**How to complete this task:** Your answer should be every line below that includes the word "LoadResult".
▬▬▬▬▬▬
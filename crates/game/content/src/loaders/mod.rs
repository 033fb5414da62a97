//! Content loaders for reading planner data from files.
//!
//! Each loader converts one RON/TOML file into aoplan-core types. Loaders
//! fail on unreadable or unparsable files and log (but tolerate) data that
//! parses yet looks wrong, such as a dangling target modifier.

pub mod catalog;
pub mod config;
pub mod factory;
pub mod profile;

pub use catalog::CatalogLoader;
pub use config::RulesLoader;
pub use factory::{ContentFactory, PlannerContent};
pub use profile::{Profile, ProfileLoader};

use std::path::Path;

/// Common result type for loaders.
pub type LoadResult<T> = anyhow::Result<T>;

/// Reads a planner data file; `kind` names it in the error ("catalog",
/// "rules", "profile").
pub(crate) fn read_file(path: &Path, kind: &str) -> LoadResult<String> {
    std::fs::read_to_string(path)
        .map_err(|e| anyhow::anyhow!("Cannot read {} file {}: {}", kind, path.display(), e))
}

#[cfg(test)]
mod tests {
    use super::*;

    #[test]
    fn unreadable_file_error_names_kind_and_path() {
        let dir = tempfile::tempdir().expect("temp dir");
        let path = dir.path().join("catalog.ron");

        let err = read_file(&path, "catalog").expect_err("file is missing");
        let message = err.to_string();
        assert!(message.starts_with("Cannot read catalog file "));
        assert!(message.contains("catalog.ron"));
    }
}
▬▬▬▬▬▬
**Task output:**
pub type LoadResult<T> = anyhow::Result<T>;
pub(crate) fn read_file(path: &Path, kind: &str) -> LoadResult<String> {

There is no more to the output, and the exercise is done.